Generally speaking, it takes about a week to prepare an ordinary debate. Students who have just participated in the debate are easy to fall in

What preparations should be made before the debate?

Generally speaking, it takes about a week to prepare an ordinary debate. Students who have just participated in the debate are easy to fall into blind preparation. Generally speaking, at this stage, two tasks must be completed, one is to form an argument, and the other is to establish a strategy to express the argument. The following is what I need to do before the debate. Welcome to reading.

Preparation before the debate 1, forming an argument

First of all, we must analyze and collect arguments before we can form an argument.

1 analytical debate

The main thing is to find out the meaning of the question and find out the differences. To distinguish the meaning of a question is to grasp the meaning of the debate, clarify the connotation and extension of the concepts in the debate, and understand the background of the debate, because the background of the debate is the context of the concepts it uses, which directly affects the connotation and extension of these concepts. For example, in the debate on whether trade protectionism can be suppressed, the emergence, development, change and suppression of trade protectionism have various historical and social backgrounds. Without understanding these backgrounds, it is impossible to accurately and comprehensively grasp the meaning of the concept of "trade protectionism", and it is also impossible to determine whether to hold a positive attitude or a negative attitude towards "can be suppressed". Therefore, understanding the background helps to better understand the meaning of the problem. Only by distinguishing the meaning can we analyze its knowledge points and controversial points and accurately find the differences.

2 Collect arguments

Analyze the debate, determine your views on the debate and form your own arguments. Of course, some arguments have been mastered when they are formed, but in order to better demonstrate their own arguments and deal with them freely and skillfully in the debate, it is necessary to collect sufficient arguments, which can be used as facts, theoretical materials or materials for metaphor and analogy.

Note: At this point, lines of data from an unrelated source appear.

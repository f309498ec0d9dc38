//! Ingestion metrics

use std::sync::atomic::{AtomicU64, Ordering};

/// Ingestion metrics
#[derive(Debug, Default)]
pub struct IngestionMetrics {
    /// Total batches processed
    pub batches_received: AtomicU64,

    /// Total raw records processed
    pub records_received: AtomicU64,

    /// Records dropped for lack of an entity id
    pub records_skipped: AtomicU64,

    /// Batches that normalized to nothing
    pub empty_batches: AtomicU64,

    /// Batches handed to the broadcaster
    pub broadcasts: AtomicU64,
}

impl IngestionMetrics {
    /// Create new metrics instance
    pub fn new() -> Self {
        Self::default()
    }

    /// Record a processed batch
    pub fn record_batch(&self, records: usize, skipped: usize) {
        self.batches_received.fetch_add(1, Ordering::Relaxed);
        self.records_received
            .fetch_add(records as u64, Ordering::Relaxed);
        self.records_skipped
            .fetch_add(skipped as u64, Ordering::Relaxed);
    }

    /// Record a batch that produced no output
    pub fn record_empty(&self) {
        self.empty_batches.fetch_add(1, Ordering::Relaxed);
    }

    /// Record a broadcast
    pub fn record_broadcast(&self) {
        self.broadcasts.fetch_add(1, Ordering::Relaxed);
    }

    /// Get snapshot
    pub fn snapshot(&self) -> MetricsSnapshot {
        MetricsSnapshot {
            batches_received: self.batches_received.load(Ordering::Relaxed),
            records_received: self.records_received.load(Ordering::Relaxed),
            records_skipped: self.records_skipped.load(Ordering::Relaxed),
            empty_batches: self.empty_batches.load(Ordering::Relaxed),
            broadcasts: self.broadcasts.load(Ordering::Relaxed),
        }
    }
}

/// Metrics snapshot
#[derive(Debug, Clone, Default)]
pub struct MetricsSnapshot {
    /// Total batches processed
    pub batches_received: u64,

    /// Total raw records processed
    pub records_received: u64,

    /// Records dropped for lack of an entity id
    pub records_skipped: u64,

    /// Batches that normalized to nothing
    pub empty_batches: u64,

    /// Batches handed to the broadcaster
    pub broadcasts: u64,
}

The basic requirements for collecting arguments are necessary, true, typical and novel.

Novelty: A novel argument can be attractive, refreshing and can achieve amazing results. Therefore, if you choose a novel argument, you will definitely have the strength of argument.

Typical: Whether an argument can effectively demonstrate an argument depends on whether it is typical. The so-called typical argument is a representative argument that reflects the essence of things. This argument is very convincing.

Necessity: refers to the essential argument materials to demonstrate one's own argument or refute the other's argument. It is an argument related to one's own argument, that is, an argument that is bound to lead to one's own argument or an argument that is bound to overthrow the other's argument.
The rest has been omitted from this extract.